There was a time when oscilloscopes were big and expensive. Now you can get scopes of various sizes and capabilities on nearly any budget. Vector network analyzers — VNAs — haven’t had quite the same proliferation, but NanoVNA may change that. [IMSAI Guy] bought one for about $50 and made a series of videos about it. Spoiler alert: he likes it. You can see one of the several videos he’s posted, below.
NanoVNA is tiny but sweeps from 50 kHz to 900 MHz and has a touch screen. The device uses a rechargeable battery if you need to haul it up to an antenna tower, for example. Just as a quick test, you can see early in the video the analysis of a rubber duck antenna. The device shows return loss as a plot and you can use a cursor to precisely measure the values. It also shows a Smith chart of the reactance.
If you don’t like the touch screen, you can also control the device via USB. You need software from Google Drive and you can also get the manuals from there. In addition, there are additional firmware files available so you can reflash the instrument. For example, you can limit the top frequency to 300 MHz or select a larger font.
You might wonder why you’d limit the frequency to 300MHz. According to the manual, the instrument has better performance under 300 MHz. There is also provisions for calibrating the device in the field.

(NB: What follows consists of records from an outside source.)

impl Dispatcher {
    pub fn new(
        registry: Arc<PoolRegistry>,
        fs: Arc<dyn VirtualFs>,
        version: impl Into<String>,
    ) -> Self {
        Self {
            registry,
            fs,
            version: version.into(),
            renderer: Arc::new(BasicRenderer),
            config: DispatchConfig::default(),
        }
    }

    pub fn with_renderer(mut self, renderer: Arc<dyn TemplateRenderer>) -> Self {
        self.renderer = renderer;
        self
    }

    pub fn with_config(mut self, config: DispatchConfig) -> Self {
        self.config = config;
        self
    }

    pub fn config(&self) -> &DispatchConfig {
        &self.config
    }

    pub fn fs(&self) -> &Arc<dyn VirtualFs> {
        &self.fs
    }

    pub fn pool(&self) -> RuntimeResult<Arc<EnginePool>> {
        self.registry.pool_for(&self.fs, &self.version)
    }

    /// Serve `request` for `route`: templates directly, scripts on a pooled engine
    pub async fn dispatch(&self, route: &Route, request: &RequestInfo) -> Dispatched {
        if !route.is_script() {
            return self.render_page(route, request);
        }

        let pool = match self.pool() {
            Ok(pool) => pool,
            Err(err) => return Dispatched::failed(err.into()),
        };

        let session = self.config.session_affinity.then(|| session_id(request));
        let engine = match &session {
            Some(id) => pool.get_engine_for_session(id),
            None => pool.get_engine(),
        };
        let engine = match engine {
            Ok(engine) => engine,
            Err(err) => return Dispatched::failed(err.into()),
        };

        let dispatched = self.dispatch_on(&engine, route, request).await;
        if session.is_none() {
            pool.return_engine(engine);
        }
        dispatched
    }

    /// Run the route handler on a specific engine
    pub async fn dispatch_on(
        &self,
        engine: &ScriptEngine,
        route: &Route,
        request: &RequestInfo,
    ) -> Dispatched {
        let (bridge, mut response_rx) = ResponseBridge::new();
        let invocation = Invocation {
            route: route.clone(),
            request: request.clone(),
            bridge: bridge.clone(),
            target: RenderTarget {
                fs: self.fs.clone(),
                renderer: self.renderer.clone(),
                script_path: route.file_path.clone(),
            },
        };

        let mut returned_rx = match engine.run(move |scope| Ok(invocation.invoke(scope))) {
            Ok(rx) => rx,
            Err(err) => return Dispatched::failed(err.into()),
        };

        let timeout = self.config.request_timeout;
        let mut deadline = Instant::now() + timeout;
        let mut returned = false;

        loop {
            tokio::select! {
                response = &mut response_rx => {
                    let Ok(response) = response else {
                        return Dispatched::failed(DispatchError::Engine(
                            "response channel closed".to_string(),
                        ));
                    };
                    // The synchronous call may still throw after writing
                    if !returned {
                        let settled = tokio::time::timeout_at(deadline, &mut returned_rx).await;
                        if let Ok(Ok(result)) = settled {
                            let result = result.map_err(DispatchError::from).and_then(|r| r);
                            if let Err(error) = result {
                                tracing::warn!(
                                    path = %route.file_path,
                                    "handler failed after responding: {error}"
                                );
                                bridge.record_error(error);
                            }
                        }
                    }
                    return Dispatched { response, error: bridge.take_error() };
                }
                outcome = &mut returned_rx, if !returned => {
                    returned = true;
                    let outcome = match outcome {
                        Ok(result) => result.map_err(DispatchError::from).and_then(|r| r),
                        Err(_) => Err(DispatchError::Engine(format!(
                            "engine {} stopped",
                            engine.id()
                        ))),
                    };
                    match outcome {
                        // Already-sent responses are waiting in the channel
                        Ok(()) if bridge.is_sent() => {}
                        Ok(()) => {
                            let grace = Instant::now() + self.config.async_grace;
                            deadline = deadline.max(grace);
                        }
                        Err(error) => {
                            if bridge.claim() {
                                return Dispatched::failed(error);
                            }
                            tracing::warn!(
                                path = %route.file_path,
                                "handler failed after responding: {error}"
                            );
                            bridge.record_error(error);
                        }
                    }
                }
                _ = tokio::time::sleep_until(deadline) => break,
            }
        }

        let error = bridge
            .take_error()
            .unwrap_or(DispatchError::TimeoutExceeded(timeout.as_millis() as u64));
        if bridge.claim() {
            tracing::warn!(path = %route.file_path, "no response before deadline: {error}");
            return Dispatched::failed(error);
        }
        // A write raced the deadline
        match response_rx.try_recv() {
            Ok(response) => Dispatched {
                response,
                error: Some(error),
            },
            Err(_) => Dispatched::failed(error),
        }
    }

    /// Render a template route without a script
    pub fn render_page(&self, route: &Route, request: &RequestInfo) -> Dispatched {
        if !matches!(request.method.as_str(), "GET" | "HEAD") {
            return Dispatched::failed(DispatchError::MethodNotAllowed {
                method: request.method.clone(),
                path: route.file_path.clone(),
            });
        }
        if !self.fs.is_file(&route.file_path) {
            return Dispatched::failed(DispatchError::FileNotFound(route.file_path.clone()));
        }

        let data = serde_json::json!({
            "path": request.path,
            "query": request.query,
            "params": request.params,
        });
        match self.renderer.render(self.fs.as_ref(), &route.file_path, &data) {
            Ok(rendered) => Dispatched {
                response: ResponseBuilder::new()
                    .header("content-type", rendered.content_type)
                    .body(rendered.body),
                error: None,
            },
            Err(err) => Dispatched::failed(err.into()),
        }
    }
}

/// Everything the engine-side half of a dispatch needs
struct Invocation {
    route: Route,
    request: RequestInfo,
    bridge: Arc<ResponseBridge>,
    target: RenderTarget,
}

#[derive(Trace, Finalize)]
struct RejectionCaptures {
    #[unsafe_ignore_trace]
    bridge: Arc<ResponseBridge>,
}

impl Invocation {
    fn invoke(self, scope: &mut EngineScope) -> Result<(), DispatchError> {
        let base_dir = vpath::dirname(&self.route.file_path);
        let module = scope.load_module(&self.route.file_path, &base_dir)?;
        let context = scope.context_mut();

        let handler = find_handler(&module.exports, &self.request.method, context)
            .map_err(|err| DispatchError::from_thrown(ThrownError::from_js(&err, context)))?
            .ok_or_else(|| DispatchError::MethodNotAllowed {
                method: self.request.method.clone(),
                path: self.route.file_path.clone(),
            })?;

        let request = request_object(&self.request, context);
        let response = response_object(&self.bridge, self.target, context);
        let next = next_function(context);

        let returned = handler
            .call(&module.exports, &[request.into(), response.into(), next], context)
            .map_err(|err| DispatchError::from_thrown(ThrownError::from_js(&err, context)))?;

        let promise = returned
            .as_object()
            .and_then(|object| JsPromise::from_object(object.clone()).ok());
        if let Some(promise) = promise {
            let on_rejected = NativeFunction::from_copy_closure_with_captures(
                |_this, args, captures: &RejectionCaptures, context| {
                    let reason = args.first().cloned().unwrap_or_default();
                    let thrown = ThrownError::from_value(&reason, context);
                    captures.bridge.fail(DispatchError::from_thrown(thrown));
                    Ok(JsValue::undefined())
                },
                RejectionCaptures {
                    bridge: self.bridge.clone(),
                },
            )
            .to_js_function(context.realm());
            promise.then(None, Some(on_rejected), context);
        }
        Ok(())
    }
}

/// The export handling `method`, if it is callable
fn find_handler(
    exports: &JsValue,
    method: &str,
    context: &mut Context,
) -> JsResult<Option<JsObject>> {
    let Some(exports) = exports.as_object() else {
        return Ok(None);
    };
    let method = method.to_ascii_lowercase();
    let names: &[&str] = if method == "delete" { &["delete", "del"] } else { &[method.as_str()] };

    for name in names {
        let value = exports.get(js_string!(*name), context)?;
        if let Some(function) = value.as_callable() {
            return Ok(Some(function.clone()));
        }
    }
    Ok(None)
}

For $50 it is pretty impressive. [IMSAI] guy also did a video about its accuracy, checking its output with a scope and frequency counter.
We’ve looked at other cheap VNAs although this one has an interesting range of frequencies compared to some we’ve seen before. We also put the Analog Discovery 2’s VNA through its paces. It costs a good bit more, but also does other things, but the VNA tops out at 10 MHz.